¿Tutelar derechos condenando esfuerzos?

Coincido con el Comité de la ONU en que rodear a las personas con discapacidad de una imagen de menesterosos en nada abona a la protección de sus derechos

Admiro el trabajo que realizan las agencias de la Organización de Naciones Unidas. La lista de mis anhelos no cumplidos la encabeza sin duda la ilusión de trabajar para alguna de ellas. Creo que su Comité sobre Derechos de Personas con Discapacidad está en lo cierto cuando señala lo indebido de la transferencia de recursos públicos, en la forma de terrenos y donativos, que diversas entidades de nuestro país han entregado a la Fundación Teletón para lograr que en ellas se instale alguno de sus múltiples centros de rehabilitación. Al hacerlo, dichos estados están renunciando a recursos que les permitirían atender, con la libertad y responsabilidad con la que debe hacerlo el ámbito público, las necesidades surgidas de sus ciudadanos que viven con alguna discapacidad.

Sin embargo, me parece que habría que estar ciego para no darse cuenta de que, ventilando tal verdad, se afecta a aquellos cuyos derechos se pretende tutelar. El Estado, así, con mayúscula, como articulador e integrador de una agenda pública, a cargo de proponer soluciones y amalgamar recursos del público para canalizarlos a sus hipótesis de intervención, es un Estado ideal. Sin embargo, en su versión real, y de manera muy señalada en la que atestiguamos y padecemos cada día los ciudadanos, se trata de un ámbito penetrado hasta la médula por la corrupción y, por lo tanto, incapaz de despertar la filantropía y la solidaridad entre sus habitantes. 

Digámoslo con todas las letras: si comunicadores y empresas no hubieran comprado el tema de la necesidad de desarrollar los centros de rehabilitación con que ahora cuenta la Fundación Teletón y que están sin duda al servicio de menores con discapacidad (aunque bien pueda rebatirse que quizá no estén atendiendo a los más necesitados o no estén ubicados en las zonas más vulnerables), al día de hoy el Estado mexicano no habría hecho más con los recursos atomizados como lo estaban en cada una de las entidades federativas.

Coincido con el Comité de la ONU en que rodear a las personas con discapacidad de una imagen de menesterosos en nada abona a la protección de sus derechos, sin embargo, confieso no haber visto imágenes promocionales de este evento que me lleven a considerar que así se ha hecho.
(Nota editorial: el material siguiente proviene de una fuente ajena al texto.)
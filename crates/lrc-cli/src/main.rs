use anyhow::{bail, Context, Result};
use clap::{Args, Parser, Subcommand};
use lrc_config::{
    load_layered_yaml, report_unused_keys, resolve_source_keys, KeyEnforcement, UnusedKeyPolicy,
};
use lrc_runtime::{
    commit_new_entries, LedgerStore, PassError, PassOptions, ReconcileConfig, ReconcilePass,
    SourceDescriptor, SourceReport,
};
use lrc_source::{HttpPageSource, SourceFetcher};
use serde::Deserialize;
use serde_json::Value;
use std::path::{Path, PathBuf};
use std::process::ExitCode;
use std::sync::Arc;
use tokio::sync::watch;
use tracing::{info, warn};

mod export;
mod file_store;
mod fixture;

use export::{write_exports, ExportSection, DEFAULT_EXPORT_ROOT};
use file_store::FileStore;
use fixture::FixtureSource;

#[derive(Parser)]
#[command(name = "lrc")]
#[command(about = "Ledger reconciliation CLI", long_about = None)]
struct Cli {
    #[command(subcommand)]
    cmd: Commands,
}

#[derive(Subcommand)]
enum Commands {
    /// Database commands (LRC_DATABASE_URL)
    Db {
        #[command(subcommand)]
        cmd: DbCmd,
    },

    /// Compute layered config hash + print canonical JSON
    ConfigHash {
        /// Paths in merge order (base -> sources -> local overrides...)
        #[arg(required = true)]
        paths: Vec<String>,
    },

    /// Reconcile every configured source against the store
    Reconcile(ReconcileArgs),
}

#[derive(Subcommand)]
enum DbCmd {
    Status,
    /// Apply SQL migrations.
    Migrate,
}

#[derive(Args)]
struct ReconcileArgs {
    /// Layered config paths in merge order
    #[arg(long = "config", required = true, num_args = 1..)]
    config_paths: Vec<String>,

    /// Read source pages from `<dir>/<source>/<account>/<category>.json`
    #[arg(long, conflicts_with = "http", required_unless_present = "http")]
    fixtures: Option<PathBuf>,

    /// Fetch from the sources' HTTP endpoints (`sources[].http`)
    #[arg(long, default_value_t = false)]
    http: bool,

    /// JSON store snapshot; inserts go to `<path>.inserts.jsonl`
    #[arg(long = "store-file", conflicts_with = "db")]
    store_file: Option<PathBuf>,

    /// Use the Postgres store (LRC_DATABASE_URL)
    #[arg(long, default_value_t = false)]
    db: bool,

    /// Only reconcile this source
    #[arg(long)]
    source: Option<String>,

    /// Report the full history instead of new entries only
    #[arg(long, default_value_t = false, conflicts_with = "insert")]
    show_all: bool,

    /// Insert new entries into the store after reconciling
    #[arg(long, default_value_t = false)]
    insert: bool,

    /// Export root (default: `export.dir` from config, else `exports`)
    #[arg(long = "export-dir")]
    export_dir: Option<PathBuf>,

    /// Fail on config keys outside the consumed sections
    #[arg(long, default_value_t = false)]
    strict_config: bool,
}

/// `/store` section of the config.
#[derive(Debug, Default, Deserialize)]
struct StoreSection {
    #[serde(default)]
    file: Option<String>,
}

#[tokio::main]
async fn main() -> Result<ExitCode> {
    // Dev convenience: silent when absent.
    let _ = dotenvy::from_filename(".env.local");
    init_tracing();

    let cli = Cli::parse();

    match cli.cmd {
        Commands::Db { cmd } => {
            let pool = lrc_db::connect_from_env().await?;
            match cmd {
                DbCmd::Status => {
                    let s = lrc_db::status(&pool).await?;
                    println!(
                        "db_ok={} has_ledger_table={} has_balance_table={}",
                        s.ok, s.has_ledger_table, s.has_balance_table
                    );
                }
                DbCmd::Migrate => {
                    lrc_db::migrate(&pool).await?;
                    println!("migrations_applied=true");
                }
            }
            Ok(ExitCode::SUCCESS)
        }

        Commands::ConfigHash { paths } => {
            let loaded = load_layered_yaml(&paths)?;
            println!("config_hash={}", loaded.config_hash);
            println!("{}", loaded.canonical_json);
            Ok(ExitCode::SUCCESS)
        }

        // Exit codes: 1 error, 2 usage (clap), 3 reconciled with mismatches.
        Commands::Reconcile(args) => {
            let all_ok = run_reconcile(args).await?;
            println!("overall_ok={all_ok}");
            Ok(if all_ok {
                ExitCode::SUCCESS
            } else {
                ExitCode::from(3)
            })
        }
    }
}

fn init_tracing() {
    tracing_subscriber::fmt()
        .with_env_filter(
            tracing_subscriber::EnvFilter::try_from_default_env().unwrap_or_else(|_| "info".into()),
        )
        .with_writer(std::io::stderr)
        .init();
}

async fn run_reconcile(args: ReconcileArgs) -> Result<bool> {
    let loaded = load_layered_yaml(&args.config_paths)?;
    info!(config_hash = %loaded.config_hash, "config loaded");

    let policy = if args.strict_config {
        UnusedKeyPolicy::Fail
    } else {
        UnusedKeyPolicy::Warn
    };
    let unused = report_unused_keys(&loaded.config_json, policy)?;
    for leaf in &unused.unused_leaf_pointers {
        warn!(leaf = %leaf, "unused config key");
    }

    let cfg = ReconcileConfig::from_config_json(&loaded.config_json)
        .context("CONFIG_INVALID: reconcile config rejected")?;
    let export_section = ExportSection::from_config_json(&loaded.config_json)?;

    let sources: Vec<&SourceDescriptor> = match &args.source {
        Some(name) => vec![cfg
            .source(name)
            .with_context(|| format!("CONFIG_INVALID: source '{name}' is not configured"))?],
        None => cfg.sources.iter().collect(),
    };
    if sources.is_empty() {
        bail!("CONFIG_INVALID: no sources configured");
    }

    let keys = if args.http {
        Some(resolve_source_keys(&loaded.config_json, KeyEnforcement::Required)?)
    } else {
        None
    };

    let store = open_store(&args, &loaded.config_json).await?;
    let options = PassOptions {
        show_all: args.show_all || cfg.pass.show_all,
        max_concurrency: cfg.pass.max_concurrency,
    };
    if options.show_all && args.insert {
        bail!("--insert cannot be used when pass.show_all is set");
    }

    let (cancel_tx, cancel_rx) = watch::channel(false);
    tokio::spawn(async move {
        if tokio::signal::ctrl_c().await.is_ok() {
            warn!("interrupt received; cancelling pass");
            let _ = cancel_tx.send(true);
        }
    });

    let mut reports: Vec<SourceReport> = Vec::with_capacity(sources.len());
    for descriptor in sources {
        let fetcher: Arc<dyn SourceFetcher> = if args.http {
            let http = descriptor.http.clone().with_context(|| {
                format!(
                    "CONFIG_INVALID: source '{}' has no http section",
                    descriptor.name
                )
            })?;
            let api_key = keys
                .as_ref()
                .and_then(|k| k.get(&descriptor.name))
                .map(str::to_string);
            Arc::new(HttpPageSource::new(
                descriptor.name.clone(),
                http,
                &descriptor.categories,
                api_key,
            ))
        } else {
            let dir = args
                .fixtures
                .as_deref()
                .context("--fixtures <dir> or --http is required")?;
            Arc::new(FixtureSource::load(dir, descriptor)?)
        };

        let pass = ReconcilePass::new(
            Arc::new(descriptor.clone()),
            fetcher,
            Arc::clone(&store),
            options,
        )
        .with_cancel(cancel_rx.clone());

        let report = match pass.run().await {
            Ok(r) => r,
            Err(PassError::Cancelled) => bail!("reconcile cancelled by user"),
            Err(e) => {
                return Err(e).with_context(|| format!("source '{}' pass failed", descriptor.name))
            }
        };
        print_summary(&report);

        if args.insert {
            let inserted = commit_new_entries(store.as_ref(), &report)
                .await
                .with_context(|| format!("insert for source '{}' failed", report.source))?;
            println!("source={} inserted={}", report.source, inserted);
        }
        reports.push(report);
    }

    let root = args
        .export_dir
        .clone()
        .or_else(|| export_section.dir.as_ref().map(PathBuf::from))
        .unwrap_or_else(|| PathBuf::from(DEFAULT_EXPORT_ROOT));
    let dir = write_exports(&root, &loaded.config_hash, &reports, &export_section)?;
    println!("export_dir={}", dir.display());

    Ok(reports.iter().all(|r| r.overall_ok))
}

async fn open_store(args: &ReconcileArgs, config_json: &Value) -> Result<Arc<dyn LedgerStore>> {
    if args.db {
        let pool = lrc_db::connect_from_env().await?;
        return Ok(Arc::new(lrc_db::PgLedgerStore::new(pool)));
    }
    let section: StoreSection = match config_json.pointer("/store") {
        None | Some(Value::Null) => StoreSection::default(),
        Some(v) => serde_json::from_value(v.clone()).context("invalid /store section")?,
    };
    let path = match (&args.store_file, section.file) {
        (Some(p), _) => p.clone(),
        (None, Some(p)) => PathBuf::from(p),
        (None, None) => bail!("no store: pass --store-file <path> or --db, or set store.file"),
    };
    Ok(Arc::new(open_file_store(&path)?))
}

fn open_file_store(path: &Path) -> Result<FileStore> {
    let store = FileStore::open(path)?;
    info!(snapshot = %path.display(), journal = %store.journal().display(), "file store opened");
    Ok(store)
}

fn print_summary(report: &SourceReport) {
    for r in &report.results {
        println!(
            "source={} account={} new={} source_count={} known_count={} store_only={} \
             duplicates={} unkeyed={} self_transfers={} source_balance={} known_balance={} \
             balance_basis={:?} balance_match={} count_match={}",
            r.source,
            r.account,
            r.new_entries.len(),
            r.source_count(),
            r.known_count(),
            r.store_only_count(),
            r.duplicates_collapsed(),
            r.unkeyed,
            r.self_transfers_dropped,
            r.source_balance,
            r.known_balance,
            r.balance_basis,
            r.balance_match,
            r.count_match,
        );
    }
    for f in &report.fetch_failures {
        println!(
            "source={} account={} category={} fetch_failed_after_pages={} error={:?}",
            report.source, f.account, f.category, f.pages_fetched, f.error
        );
    }
    println!(
        "source={} pass_id={} overall_ok={}",
        report.source, report.pass_id, report.overall_ok
    );
}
En cambio, he visto una serie de momentos en los que se ha presentado lo mucho que se han desarrollado fruto de sus terapias dándoseles una visibilidad con la que definitivamente antes del Teletón no contaban.

Por supuesto que lo deseable es generar las condiciones que permitan que la discapacidad no sea una barrera para la plena integración laboral y que, por lo tanto, las carencias de movilidad o las limitaciones cognitivas no sean un freno para la autosuficiencia económica, pero, al día de hoy, es innegable que para una familia el proceso de integración de un hijo con discapacidad se convierte en un reto económico por el desembolso que implica su atención y la desvinculación laboral que a menudo conlleva para al menos uno de los padres.

Si de algo adolece nuestro país es de participación social y cohesión, no veo cómo despertar la filantropía, así sea a través de un presunto interés en el tema de personajes públicos de dudoso talento, podría calificar como nocivo. Basta con imaginarnos lo que pasaría si atendemos las observaciones de la ONU, y hacemos desaparecer al Teletón. Reto a quienes elaboraron dicho reporte a que me digan, dentro de un lustro, que las cosas mejoraron para las personas con discapacidad.